It was 3:56, read the digital clock in its blaring red lights.

Tick, tick, tick.

Shaughnessy Grace shifted in her seat, her thighs making a small noise as they unstuck from the plastic bottom. Conscious of her legs in the quiet room, she tugged down her midi shorts, wishing she’d worn her baggy jeans.

“Ness?” Her mom sat beside her, tapping on her phone. Her mom could’ve been in a Pixar movie, with her voluptuous curves and messy bob cut.

Ness looked at her mom.

“I’m gonna go take a call out in the hall. Hang tight, sweetie,” Her mom brushed her wrist as she left, the door closing behind her.

And again, it was quiet. Quiet but for the tick, tick, tick of the clock.

Man sitting across from her, one chair to the left, let out a sigh as he checked his watch again.

Ness looked up at the clock.

It was 3:56.

His ankle was resting on his knee, his business shirt stretching across his potbelly stomach. His hairline was disappearing, the silver along the edges and deep forehead grooves a clear sign of his stress. A briefcase rested against his chair, tucked behind the leg supporting the ankle.

He checked his watch.

“Ness? Is that your name?”

The woman sitting in her row, in the corner of the small room, leaned over the arm of her plastic chair. Her toddler sat in the chair on the adjacent wall, flipping through a picture book.

Ness was a bit startled, but she nodded.

“I couldn’t help but notice your eyes earlier- they’re beautiful,” The woman smiled.

Nessa frowned slightly, then stopped, remembering the man in front of her, who was now also staring at her.

Her eyes were ordinary eyes. Brown, almost black, with little bags and trimmed eyebrows.

“Thank you,” she smiled back, then dropped her gaze to her shorts again.

The woman leaned back into her chair, looking around.

Tick, tick, tick.

The room was dim, an amber glow from a single lamp in the corner the only thing providing light. The man was two seats away from the lamp. So was the boy. Nessa was the farthest.

The boy swung his legs back and forth, as if searching for the floor, his tempo just slightly ahead of the ticking.

Tick, Tick, Tick.

The man sighed and checked his watch again.

Nessa looked at the woman, who now had her head leaning back on the beige wall behind her, eyes closed. She’d been so nice and smiley, but looking at her, Nessa saw somebody who was… tired. She wore sweatpants and a large jacket over a baggy t-shirt, dark circles under her eyes and deep cheekbones. Her hair had a couple gray streaks playing through the brown locks. The boy beside her was blonde, and wore a t-shirt for Seaside Baptist Elementary.

“What are you reading?” The man spoke suddenly, startling Nessa.

The boy looked up, bright green eyes to match his mothers penetrating the old man.

“I’m reading a story,” he began, tasting each word in his month before it left, “about a kid who made one second last forever.”

Tick, tick, tick.

“Oh? What does he do?”


“Oh. What does she do?”

“Well,” he tilts his head as if to remember, “She does lots of things- she goes to the park, she eats free ice cream, she blows up balloons, and swings in a swing. She even kicked her bully at school.”
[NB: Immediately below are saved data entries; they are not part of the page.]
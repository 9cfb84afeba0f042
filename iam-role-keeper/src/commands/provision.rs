//! Role creation and the adopt-or-create entry point

use crate::aws::{AwsError, IamApi};
use crate::error::RoleKeeperResult;
use crate::policies::{policy_arn, policy_names, resolve_policies};
use crate::synthesis::build_trust_policy;
use crate::types::{instance_profile_name, validate_role_name, Role, RoleSpec};

use super::probe::probe;

/// Create a role matching `spec`, attach its policies and optionally bind an instance profile.
///
/// Only valid when no role with this name exists. The steps are not idempotent:
/// after a partial failure, re-probe (or call [`ensure_role`]) instead of retrying.
pub async fn provision(api: &dyn IamApi, spec: &RoleSpec) -> RoleKeeperResult<Role> {
    validate_role_name(&spec.name)?;

    let trust_policy = build_trust_policy(spec.service);
    let trust_policy_document = serde_json::to_value(&trust_policy)
        .map_err(|e| AwsError::PolicyError(format!("Failed to serialize policy: {e}")))?;

    let available = api.list_available_policies().await?;
    let resolved = resolve_policies(&spec.policies, &policy_names(&available))?;

    let arn = api
        .create_role(&spec.name, &trust_policy, spec.effective_description())
        .await?;
    log::info!("Created role {} with arn {}", spec.name, arn);

    if !resolved.is_empty() {
        // ARNs come from a fresh listing so a policy deleted since validation is caught
        let current = api.list_available_policies().await?;
        for policy in &resolved {
            let arn = policy_arn(&current, policy)?;
            api.attach_policy(&spec.name, arn).await?;
            log::info!("Attached policy {} to role {}", policy, spec.name);
        }
    }

    if spec.instance_profile {
        let profile_name = instance_profile_name(&spec.name);
        api.create_instance_profile(&profile_name).await?;
        api.add_role_to_instance_profile(&profile_name, &spec.name)
            .await?;
        log::info!("Created instance profile {}", profile_name);
    }

    Ok(Role::provisioned(spec, trust_policy_document, resolved, arn))
}

/// Adopt the role named by `spec` if it exists, otherwise provision it.
///
/// An adopted role keeps its live configuration; the rest of `spec` is ignored.
pub async fn ensure_role(api: &dyn IamApi, spec: &RoleSpec) -> RoleKeeperResult<Role> {
    let snapshot = probe(api, &spec.name).await?;
    match Role::adopted(&spec.name, snapshot) {
        Some(role) => Ok(role),
        None => provision(api, spec).await,
    }
}

impl super::service::RoleKeeperService {
    pub async fn provision(&self, spec: &RoleSpec) -> RoleKeeperResult<Role> {
        provision(self.iam(), spec).await
    }

    pub async fn ensure_role(&self, spec: &RoleSpec) -> RoleKeeperResult<Role> {
        ensure_role(self.iam(), spec).await
    }
}

#[cfg(test)]
mod tests {
    use super::*;
    use crate::aws::ManagedPolicy;
    use crate::error::{ResourceKind, RoleKeeperError};
    use crate::testing::{IamCall, InMemoryIam};
    use crate::types::{PolicyInput, ServicePrincipal};

    fn account() -> InMemoryIam {
        InMemoryIam::new().with_policies([
            ManagedPolicy::new(
                "AmazonS3ReadOnlyAccess",
                "arn:aws:iam::aws:policy/AmazonS3ReadOnlyAccess",
            ),
            ManagedPolicy::new(
                "AWSBatchFullAccess",
                "arn:aws:iam::aws:policy/AWSBatchFullAccess",
            ),
        ])
    }

    #[tokio::test]
    async fn test_provision_call_order() {
        let iam = account();
        let spec = RoleSpec::new("ordered")
            .service(ServicePrincipal::Ec2)
            .policies("AWSBatchFullAccess")
            .instance_profile(true);

        provision(&iam, &spec).await.unwrap();

        assert_eq!(
            iam.calls(),
            vec![
                IamCall::ListAvailablePolicies,
                IamCall::CreateRole("ordered".into()),
                IamCall::ListAvailablePolicies,
                IamCall::AttachPolicy(
                    "ordered".into(),
                    "arn:aws:iam::aws:policy/AWSBatchFullAccess".into()
                ),
                IamCall::CreateInstanceProfile("ordered-instance-profile".into()),
                IamCall::AddRoleToInstanceProfile(
                    "ordered-instance-profile".into(),
                    "ordered".into()
                ),
            ]
        );
    }

    #[tokio::test]
    async fn test_provision_unknown_policy_creates_nothing() {
        let iam = account();
        let policies: PolicyInput = ["AmazonS3ReadOnlyAccess", "NOPE"].into_iter().collect();
        let spec = RoleSpec::new("nope").policies(policies);

        let err = provision(&iam, &spec).await.unwrap_err();
        assert!(matches!(err, RoleKeeperError::InvalidPolicySet { .. }));
        assert_eq!(iam.calls(), vec![IamCall::ListAvailablePolicies]);
        assert!(!iam.role_exists("nope"));
    }

    #[tokio::test]
    async fn test_provision_instance_profile_collision_is_fatal() {
        let iam = account().with_instance_profile("clash-instance-profile");
        let spec = RoleSpec::new("clash").instance_profile(true);

        let err = provision(&iam, &spec).await.unwrap_err();
        assert!(matches!(err, RoleKeeperError::Aws(_)));
        // No renaming and no rollback: the role stays behind unbound
        assert!(iam.role_exists("clash"));
        assert!(!iam
            .calls()
            .iter()
            .any(|c| matches!(c, IamCall::AddRoleToInstanceProfile(..))));
    }

    #[tokio::test]
    async fn test_provision_surfaces_vanished_policy_as_race() {
        let iam = account().dropping_policy_after_listing("AmazonS3ReadOnlyAccess");
        let spec = RoleSpec::new("racy").policies("AmazonS3ReadOnlyAccess");

        let err = provision(&iam, &spec).await.unwrap_err();
        assert!(matches!(
            err,
            RoleKeeperError::ResourceRace {
                kind: ResourceKind::ManagedPolicy,
                ref name,
            } if name == "AmazonS3ReadOnlyAccess"
        ));
        assert!(iam.role_exists("racy"));
        assert!(iam.attached_policies("racy").is_empty());
    }

    #[tokio::test]
    async fn test_provision_uses_default_description() {
        let iam = account();
        let role = provision(&iam, &RoleSpec::new("plain")).await.unwrap();
        assert_eq!(role.description(), crate::types::DEFAULT_DESCRIPTION);
        assert_eq!(role.service_principal(), Some(ServicePrincipal::EcsTasks));
        assert_eq!(
            role.trust_policy_document()["Statement"][0]["Principal"]["Service"],
            "ecs-tasks.amazonaws.com"
        );
    }

    #[tokio::test]
    async fn test_ensure_role_adopts_without_creating() {
        let iam = account().with_existing_role(
            "legacy",
            Some("made elsewhere"),
            serde_json::json!({"Version": "2012-10-17", "Statement": []}),
            ["AWSBatchFullAccess"],
        );
        let spec = RoleSpec::new("legacy").service(ServicePrincipal::Lambda);

        let role = ensure_role(&iam, &spec).await.unwrap();
        assert!(role.pre_existing());
        assert_eq!(role.service_principal(), None);
        assert_eq!(role.description(), "made elsewhere");
        assert!(!iam
            .calls()
            .iter()
            .any(|c| matches!(c, IamCall::CreateRole(_))));
    }
}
“That sounds like fun,” The old man sighed contentedly, massaging his silvery hair with his wrinkled fingers.

The boy shook his head.

“It was for a while, but she was lonely. She would stare at people for hours. People halfway through their conversations, people jumping into a pool, people jumping from rung to rung on the playgrounds. She’d stare at her mom, who was at work, and her dad, who sat at home, looking at a receipt. She’d look at her brother, who it took her forever to find. She would even stare at her bully, talking to him for hours. She read all kinds of books and went to all sorts of places, though she couldn’t fly a plane or drive a car very far, not usually.

She never got to fall in love, but she spoke with and hugged and loved everyone she met, everyone she knew. And she grew old. And eventually, she died, staring up at the sky, in a park surrounded by people.”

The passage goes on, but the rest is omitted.